The meeting, which was scheduled for Wednesday, was arranged with the active support of the archbishop of Canterbury.
Bishop Tutu's visit to Rome came at the end of an overseas trip in which he has strongly criticised the apartheid regime. Mr Pieter Botha. the South African Prime Minister, has said that the bishop's passport will be withdrawn on his return. Such action would be certain to provoke international protests at a time when South Africa has been working hard to improve its image overseas.
A meeting with the Pope would give a new boost to the bishop's own standing inside and outside South Africa; it would thus make it more difficult for the government to carry out its threat • to confiscate his passport for the second time. The risks to the government of further alienating world opinion were also emphasised last week by the archbishop of Caterbury's strong support for Bishop Tutu's defence of human rights in South Africa.

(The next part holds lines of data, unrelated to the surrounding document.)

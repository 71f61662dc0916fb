//! Running price statistics
//!
//! [`AggregateState`] mirrors the single `bt.stats` row. It is only ever moved
//! forward by folding in a [`BatchSummary`]; nothing here re-reads records.

use bigdecimal::BigDecimal;
use serde::Serialize;
use std::fmt;

/// Count, sum, min and max over every ingested price.
///
/// `count == 0` implies `sum == 0` and `min == max == None`.
#[derive(Debug, Clone, PartialEq, Eq, Serialize)]
pub struct AggregateState {
    pub count: i64,
    pub sum: BigDecimal,
    pub min: Option<BigDecimal>,
    pub max: Option<BigDecimal>,
}

impl Default for AggregateState {
    fn default() -> Self {
        Self {
            count: 0,
            sum: BigDecimal::from(0),
            min: None,
            max: None,
        }
    }
}

impl AggregateState {
    /// Fold a batch of prices into the state. An empty batch returns `self`
    /// unchanged.
    pub fn combine<'a>(&self, values: impl IntoIterator<Item = &'a BigDecimal>) -> Self {
        match BatchSummary::from_values(values) {
            Some(batch) => self.merge(&batch),
            None => self.clone(),
        }
    }

    /// A `None` bound on `self` loses to any batch value.
    pub fn merge(&self, batch: &BatchSummary) -> Self {
        Self {
            count: self.count + batch.count,
            sum: &self.sum + &batch.sum,
            min: Some(match &self.min {
                Some(current) if current <= &batch.min => current.clone(),
                _ => batch.min.clone(),
            }),
            max: Some(match &self.max {
                Some(current) if current >= &batch.max => current.clone(),
                _ => batch.max.clone(),
            }),
        }
    }

    /// `sum / count`, derived at read time
    pub fn mean(&self) -> Option<BigDecimal> {
        (self.count > 0).then(|| &self.sum / &BigDecimal::from(self.count))
    }

    pub fn is_consistent(&self) -> bool {
        if self.count == 0 {
            self.sum == BigDecimal::from(0) && self.min.is_none() && self.max.is_none()
        } else {
            self.count > 0
                && match (&self.min, &self.max) {
                    (Some(min), Some(max)) => min <= max,
                    _ => false,
                }
        }
    }

    pub fn snapshot(&self) -> StatsSnapshot {
        StatsSnapshot {
            mean: self.mean().map(|m| m.round(MEAN_DISPLAY_DIGITS).normalized()),
            state: self.clone(),
        }
    }
}

const MEAN_DISPLAY_DIGITS: i64 = 6;

/// Count/sum/min/max of one non-empty batch
#[derive(Debug, Clone, PartialEq, Eq)]
pub struct BatchSummary {
    pub count: i64,
    pub sum: BigDecimal,
    pub min: BigDecimal,
    pub max: BigDecimal,
}

impl BatchSummary {
    /// `None` for an empty batch.
    pub fn from_values<'a>(values: impl IntoIterator<Item = &'a BigDecimal>) -> Option<Self> {
        let mut values = values.into_iter();
        let first = values.next()?;

        let mut summary = BatchSummary {
            count: 1,
            sum: first.clone(),
            min: first.clone(),
            max: first.clone(),
        };

        for value in values {
            summary.count += 1;
            summary.sum += value;
            if value < &summary.min {
                summary.min = value.clone();
            }
            if value > &summary.max {
                summary.max = value.clone();
            }
        }

        Some(summary)
    }
}

/// Aggregate state plus its derived mean, as reported to the user
#[derive(Debug, Clone, PartialEq, Eq, Serialize)]
pub struct StatsSnapshot {
    #[serde(flatten)]
    pub state: AggregateState,
    pub mean: Option<BigDecimal>,
}

impl fmt::Display for StatsSnapshot {
    fn fmt(&self, f: &mut fmt::Formatter<'_>) -> fmt::Result {
        fn opt(value: Option<&BigDecimal>) -> String {
            value
                .map(ToString::to_string)
                .unwrap_or_else(|| "-".to_string())
        }

        write!(
            f,
            "rows={}, sum={}, min={}, max={}, mean={}",
            self.state.count,
            self.state.sum,
            opt(self.state.min.as_ref()),
            opt(self.state.max.as_ref()),
            opt(self.mean.as_ref())
        )
    }
}

#[cfg(test)]
#[allow(clippy::unwrap_used, clippy::expect_used)]
mod tests {
    use super::*;
    use std::str::FromStr;

    fn dec(s: &str) -> BigDecimal {
        BigDecimal::from_str(s).unwrap()
    }

    fn decs(values: &[&str]) -> Vec<BigDecimal> {
        values.iter().map(|v| dec(v)).collect()
    }

    #[test]
    fn test_combine_from_empty() {
        let state = AggregateState::default().combine(&decs(&["10.00", "20.00", "5.00"]));

        assert_eq!(state.count, 3);
        assert_eq!(state.sum, dec("35.00"));
        assert_eq!(state.min, Some(dec("5.00")));
        assert_eq!(state.max, Some(dec("20.00")));
        assert!(state.is_consistent());
    }

    #[test]
    fn test_combine_keeps_existing_bounds() {
        let current = AggregateState {
            count: 2,
            sum: dec("6"),
            min: Some(dec("1")),
            max: Some(dec("5")),
        };

        let next = current.combine(&decs(&["2", "3"]));

        assert_eq!(next.count, 4);
        assert_eq!(next.sum, dec("11"));
        assert_eq!(next.min, Some(dec("1")));
        assert_eq!(next.max, Some(dec("5")));
    }

    #[test]
    fn test_combine_empty_batch_is_noop() {
        let current = AggregateState::default().combine(&decs(&["7"]));
        assert_eq!(current.combine(&[]), current);
        assert_eq!(AggregateState::default().combine(&[]), AggregateState::default());
    }

    #[test]
    fn test_combine_is_order_independent() {
        let a = AggregateState::default()
            .combine(&decs(&["3.3", "-1"]))
            .combine(&decs(&["10.25"]));
        let b = AggregateState::default()
            .combine(&decs(&["10.25"]))
            .combine(&decs(&["-1", "3.3"]));
        assert_eq!(a, b);
    }

    #[test]
    fn test_decimal_sum_has_no_drift() {
        let tenth = vec![dec("0.1"); 1000];
        let state = AggregateState::default().combine(&tenth);
        assert_eq!(state.sum, dec("100"));
    }

    #[test]
    fn test_mean() {
        assert_eq!(AggregateState::default().mean(), None);

        let state = AggregateState::default().combine(&decs(&["1", "2"]));
        assert_eq!(state.mean(), Some(dec("1.5")));
    }

    #[test]
    fn test_snapshot_display() {
        let snapshot = AggregateState::default()
            .combine(&decs(&["10.00", "20.00", "5.00"]))
            .snapshot();
        assert_eq!(
            snapshot.to_string(),
            "rows=3, sum=35.00, min=5.00, max=20.00, mean=11.666667"
        );

        assert_eq!(
            AggregateState::default().snapshot().to_string(),
            "rows=0, sum=0, min=-, max=-, mean=-"
        );
    }

    #[test]
    fn test_inconsistent_state_detected() {
        let broken = AggregateState {
            count: 0,
            sum: dec("1"),
            min: None,
            max: None,
        };
        assert!(!broken.is_consistent());
    }
}
// Password hashing and verification
// Argon2id with a fresh random salt per hash; the work factor lives in the
// PHC string, so it can be raised without a schema change.

use argon2::{Argon2, PasswordHasher, PasswordVerifier};
use password_hash::{PasswordHash, SaltString};
use rand::RngCore;
use thiserror::Error;

const SALT_LEN: usize = 16;

#[derive(Debug, Error)]
pub enum HashError {
    #[error("failed to hash password")]
    Hash(#[source] password_hash::Error),
}

/// Derive a salted one-way hash of the password, returned as a PHC string.
pub fn hash_password(password: &str) -> Result<String, HashError> {
    let mut salt_bytes = [0u8; SALT_LEN];
    rand::thread_rng().fill_bytes(&mut salt_bytes);
    let salt = SaltString::encode_b64(&salt_bytes).map_err(HashError::Hash)?;

    let phc = Argon2::default()
        .hash_password(password.as_bytes(), &salt)
        .map_err(HashError::Hash)?
        .to_string();

    Ok(phc)
}

/// Compare a plaintext password against a stored PHC hash.
/// Returns false on mismatch or on an unparseable hash; never errors.
/// The comparison inside the argon2 crate does not short-circuit on the
/// first differing byte.
pub fn verify_password(password: &str, hash: &str) -> bool {
    match PasswordHash::new(hash) {
        Ok(parsed) => Argon2::default()
            .verify_password(password.as_bytes(), &parsed)
            .is_ok(),
        Err(_) => false,
    }
}
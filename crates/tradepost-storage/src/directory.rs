// The user directory capability
// Decision: One narrow lookup boundary, implemented once, consumed by both
// the credential service and the request authenticators

use async_trait::async_trait;
use thiserror::Error;
use uuid::Uuid;

use crate::models::{CreateUser, UserRow};

/// Storage failures the auth core can act on. Callers only ever distinguish
/// `Duplicate` from everything else; absence of a row is `Ok(None)` on the
/// lookup methods, not an error.
#[derive(Debug, Error)]
pub enum StoreError {
    /// Unique constraint violation on username or email
    #[error("user with this email or username already exists")]
    Duplicate,

    /// Any other database failure
    #[error(transparent)]
    Database(#[from] sqlx::Error),
}

/// Lookup and creation of users, the only persistence capability the
/// authentication core depends on.
#[async_trait]
pub trait UserDirectory: Send + Sync {
    async fn create_user(&self, input: CreateUser) -> Result<UserRow, StoreError>;

    async fn user_by_id(&self, id: Uuid) -> Result<Option<UserRow>, StoreError>;

    async fn user_by_email(&self, email: &str) -> Result<Option<UserRow>, StoreError>;

    async fn user_by_username(&self, username: &str) -> Result<Option<UserRow>, StoreError>;

    async fn user_by_api_key(&self, api_key: &str) -> Result<Option<UserRow>, StoreError>;
}
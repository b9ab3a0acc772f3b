// Business-logic services

pub mod user;

pub use user::{to_user, UserService};
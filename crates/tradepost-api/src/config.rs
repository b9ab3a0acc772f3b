// Application configuration loaded from environment variables.
// Decision: AUTH_ prefix for auth-related config, matching deployment conventions
// The auth core itself never reads the environment; secrets and TTLs are
// injected through constructors from here.

use anyhow::{Context, Result};
use std::time::Duration;

const DEFAULT_HTTP_PORT: u16 = 8080;
const DEFAULT_TOKEN_TTL_MINUTES: u64 = 60;

#[derive(Debug, Clone)]
pub struct AppConfig {
    /// e.g. "local", "dev", "production"
    pub app_env: String,
    pub http_port: u16,
    pub database_url: String,
    /// Symmetric secret for signing session tokens
    pub jwt_secret: String,
    /// Session token lifetime
    pub token_ttl: Duration,
}

impl AppConfig {
    /// Load configuration from environment variables.
    /// DATABASE_URL and AUTH_JWT_SECRET are required; everything else defaults.
    pub fn from_env() -> Result<Self> {
        let app_env = std::env::var("APP_ENV").unwrap_or_else(|_| "local".to_string());

        let http_port = match std::env::var("HTTP_PORT") {
            Ok(s) => s.parse::<u16>().context("invalid HTTP_PORT")?,
            Err(_) => DEFAULT_HTTP_PORT,
        };

        let database_url =
            std::env::var("DATABASE_URL").context("DATABASE_URL environment variable required")?;

        let jwt_secret = std::env::var("AUTH_JWT_SECRET")
            .context("AUTH_JWT_SECRET environment variable required")?;

        let token_ttl_minutes = match std::env::var("AUTH_TOKEN_TTL_MINUTES") {
            Ok(s) => s
                .parse::<u64>()
                .context("invalid AUTH_TOKEN_TTL_MINUTES")?,
            Err(_) => DEFAULT_TOKEN_TTL_MINUTES,
        };

        Ok(Self {
            app_env,
            http_port,
            database_url,
            jwt_secret,
            token_ttl: Duration::from_secs(token_ttl_minutes * 60),
        })
    }
}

Describing the bishop as "a loving, sincere Christian, a man of prayer and a man of passionate conviction," Dr Runcie said: "it is the clear duty of the Christian Church to support the cause of the poor and oppressed and as a bishop of the Church, Desmond has done this without fear or favour." He said he supported Bishop Tutu "as he seeks to speak on behalf of the many who do not have a voice, or a vote."
Dr Runcie said he had asked the bishop to convey his "warm, personal greetings" to the Pope.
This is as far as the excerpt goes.